I am so blessed to know several newly-wed couples this year, including a few that Shane and I have been blessed to stand with as they committed their vows together. This series is all about those fun things that pop up once the honeymoon has ended. I hope to encourage all newly weds, (and oldly-weds) to keep seeking Christ in their marriages.
How are you struggling to
survive THRIVE in your first year of marriage? Send me a message and I’ll do my best to discuss the issue.
Today’s topic is: Redefining “Home for the Holidays”
Christmas is only a few days away. If this is your first year of marriage, you are probably trying to make an all-inclusive plan to visit everyone for the holidays… and still enjoy your first Christmas with your hot hubby.

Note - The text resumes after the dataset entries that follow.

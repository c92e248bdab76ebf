//! Prelude module for convenient imports
//!
//! ```rust
//! use combat_core::prelude::*;
//! ```

// Session
pub use crate::error::{CombatError, CombatResult};
pub use crate::session::CombatSession;
pub use crate::types::{ActionCategory, ActorId, Participant};

// Economy state
pub use crate::round::{Budget, RoundState};
pub use crate::shop::{ShopPhase, ShopRecord, ShopStatus, ShopToggle};
pub use crate::stones::{RegenOutcome, StonePool};

// Ports
pub use crate::ports::{Broadcaster, CharacterSource, ChoicePort, ChoiceResult, StaticCharacters};
pub use crate::store::{ActorState, MemoryStore, StateStore};

// Re-exports from the dice and rules crates
pub use dice_core::{roll_pool, RollOptions, RollResult, SeededFaces};
pub use rules_core::{AbilityCatalog, Attribute, RulesConfig, StoneEffect};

The big question is…. “Which home will we visit?”
If you live quite a distance from either set of parents, this can be difficult. As I described in my last First Year of Marriage post, it has always been a relay race since both of our families live in the same town.

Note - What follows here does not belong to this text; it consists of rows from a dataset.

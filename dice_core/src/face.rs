//! Face sources - where individual d8 faces come from
//!
//! Every roll in the engine pulls faces through [`FaceSource`], so the same
//! algorithm runs against live randomness, a seeded stream, or a fixed script.

use rand::rngs::ThreadRng;
use rand::{Rng, SeedableRng};
use rand_chacha::ChaCha8Rng;
use std::collections::VecDeque;
use tracing::warn;

/// Number of faces on every die in this system
pub const DIE_FACES: u8 = 8;

/// Source of single d8 faces in `1..=8`
pub trait FaceSource {
    /// Roll one face
    fn roll_face(&mut self) -> u8;
}

impl<F: FaceSource + ?Sized> FaceSource for &mut F {
    fn roll_face(&mut self) -> u8 {
        (**self).roll_face()
    }
}

/// Faces drawn uniformly from any `rand` generator
#[derive(Debug, Clone)]
pub struct RngFaces<R: Rng> {
    rng: R,
}

impl<R: Rng> RngFaces<R> {
    pub fn new(rng: R) -> Self {
        RngFaces { rng }
    }
}

impl RngFaces<ThreadRng> {
    /// Faces from the thread-local generator
    pub fn thread() -> Self {
        RngFaces::new(rand::thread_rng())
    }
}

impl<R: Rng> FaceSource for RngFaces<R> {
    fn roll_face(&mut self) -> u8 {
        self.rng.gen_range(1..=DIE_FACES)
    }
}

/// Reproducible faces from a seed (ChaCha8)
#[derive(Debug, Clone)]
pub struct SeededFaces {
    rng: ChaCha8Rng,
}

impl SeededFaces {
    pub fn new(seed: u64) -> Self {
        SeededFaces {
            rng: ChaCha8Rng::seed_from_u64(seed),
        }
    }
}

impl FaceSource for SeededFaces {
    fn roll_face(&mut self) -> u8 {
        self.rng.gen_range(1..=DIE_FACES)
    }
}

/// Faces replayed from a fixed script, in order
///
/// Out-of-range entries are clamped into `1..=8`. Once the script runs dry
/// every further face is a 1.
#[derive(Debug, Clone, Default)]
pub struct ScriptedFaces {
    faces: VecDeque<u8>,
}

impl ScriptedFaces {
    pub fn new(faces: impl IntoIterator<Item = u8>) -> Self {
        ScriptedFaces {
            faces: faces.into_iter().collect(),
        }
    }

    /// Faces not yet consumed
    pub fn remaining(&self) -> usize {
        self.faces.len()
    }
}

impl FaceSource for ScriptedFaces {
    fn roll_face(&mut self) -> u8 {
        match self.faces.pop_front() {
            Some(face) => face.clamp(1, DIE_FACES),
            None => {
                warn!("scripted face source exhausted, rolling 1");
                1
            }
        }
    }
}

#[cfg(test)]
mod tests {
    use super::*;

    #[test]
    fn test_scripted_replays_in_order() {
        let mut faces = ScriptedFaces::new([3, 8, 1]);
        assert_eq!(faces.roll_face(), 3);
        assert_eq!(faces.roll_face(), 8);
        assert_eq!(faces.remaining(), 1);
        assert_eq!(faces.roll_face(), 1);
        assert_eq!(faces.roll_face(), 1);
    }

    #[test]
    fn test_scripted_clamps_out_of_range() {
        let mut faces = ScriptedFaces::new([0, 12]);
        assert_eq!(faces.roll_face(), 1);
        assert_eq!(faces.roll_face(), 8);
    }

    #[test]
    fn test_seeded_is_reproducible() {
        let mut a = SeededFaces::new(42);
        let mut b = SeededFaces::new(42);
        let left: Vec<u8> = (0..64).map(|_| a.roll_face()).collect();
        let right: Vec<u8> = (0..64).map(|_| b.roll_face()).collect();
        assert_eq!(left, right);
        assert!(left.iter().all(|f| (1..=DIE_FACES).contains(f)));
    }

    #[test]
    fn test_thread_faces_in_range() {
        let mut faces = RngFaces::thread();
        for _ in 0..1000 {
            let face = faces.roll_face();
            assert!((1..=DIE_FACES).contains(&face));
        }
    }
}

One way or another, one of you will probably end up missing out on a family tradition you always looked forward to. Not feeling sentimental? Then one of your families is going to miss out on having you for their big family dinner/gift-exchange/Home-Alone reenactment [poor uncle Joe], etc.
All of these stressors can add up quickly during the season, particularly if you are traveling. Then Bing Crosby’s voice rings through the radio and you are sniffling about how you don’t feel “home for Christmas.”

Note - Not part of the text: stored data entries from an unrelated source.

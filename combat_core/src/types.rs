//! Core identifiers shared across the combat economy

use serde::{Deserialize, Serialize};
use std::fmt;

/// Identity of an actor/combatant
#[derive(Debug, Clone, PartialEq, Eq, Hash, PartialOrd, Ord, Serialize, Deserialize)]
#[serde(transparent)]
pub struct ActorId(pub String);

impl ActorId {
    pub fn new(id: impl Into<String>) -> Self {
        ActorId(id.into())
    }

    pub fn as_str(&self) -> &str {
        &self.0
    }
}

impl From<&str> for ActorId {
    fn from(s: &str) -> Self {
        ActorId(s.to_string())
    }
}

impl From<String> for ActorId {
    fn from(s: String) -> Self {
        ActorId(s)
    }
}

impl fmt::Display for ActorId {
    fn fmt(&self, f: &mut fmt::Formatter<'_>) -> fmt::Result {
        f.write_str(&self.0)
    }
}

/// Per-round action categories
#[derive(Debug, Clone, Copy, PartialEq, Eq, Hash, Serialize, Deserialize)]
#[serde(rename_all = "snake_case")]
pub enum ActionCategory {
    Movement,
    Attack,
    Reaction,
}

impl ActionCategory {
    /// Get all action categories
    pub fn all() -> &'static [ActionCategory] {
        &[
            ActionCategory::Movement,
            ActionCategory::Attack,
            ActionCategory::Reaction,
        ]
    }
}

impl fmt::Display for ActionCategory {
    fn fmt(&self, f: &mut fmt::Formatter<'_>) -> fmt::Result {
        match self {
            ActionCategory::Movement => write!(f, "Movement"),
            ActionCategory::Attack => write!(f, "Attack"),
            ActionCategory::Reaction => write!(f, "Reaction"),
        }
    }
}

/// A combatant taking part in a session
#[derive(Debug, Clone, PartialEq, Eq, Serialize, Deserialize)]
pub struct Participant {
    pub id: ActorId,
    /// Player-controlled participants shop for initiative and regenerate stones
    pub player_controlled: bool,
}

impl Participant {
    pub fn player(id: impl Into<ActorId>) -> Self {
        Participant {
            id: id.into(),
            player_controlled: true,
        }
    }

    pub fn npc(id: impl Into<ActorId>) -> Self {
        Participant {
            id: id.into(),
            player_controlled: false,
        }
    }
}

There is some great advice out there—build new traditions and accept your spouse’s old ones—which I will not repeat. Rather, I would encourage you to embrace a greater perspective about your first Christmas as a married couple:
Find your “home” in your husband.
You have probably been working on your sense of “home” all year. I remember trying to make our new apartment feel like a home. And then starting over with the next place. But Christmas rolled around and I really missed my moms cookies, my dads big laugh at the newest blockbuster, and my sisters’ excitement to open Christmas presents.
It took me MORE than a few Christmases to learn that Shane is my home. And I am his home.
It is not in the lights, decorations, and traditions that give me the warm feelings of knowing I am “home.” Rather, I understand my belonging when I look into my husband’s eyes and realize what a life we are building together.
In truth, “husband-is-home” is an applicable picture of heaven: as the “bride of Christ,” our sense of home and belonging should be found in God’s heart. We must detach ourselves from the comforts and traditions we have “growing up” in this world, that we might be fully satisfied in Christ. We don’t know what our home in heaven looks like, but we know what God’s heart looks like (by studying the Word of God). His heart can be our sense of “Home,” from now till eternity.
When I see my husband as my “home,” I am glimpsing the heart of God’s purpose for marriage. We are to be a reflection of Christian’s relationship with Jesus (see Ephesians 5).
Christmas is perhaps the best time to truly define your sense of “home” together as a married couple. I get to spend the rest of my life with Shane. Some Christmases we will be at my parents, other’s we will be at his. Still many more to come will probably be snowed in our little house in the shadow of our favorite mountains. I can’t wait for the Christmas we get to spend on the beach in New Zealand or South Pacific (hey, a girl can dream).
Regardless of where we are… as long as we are together, I’ll be home for Christmas.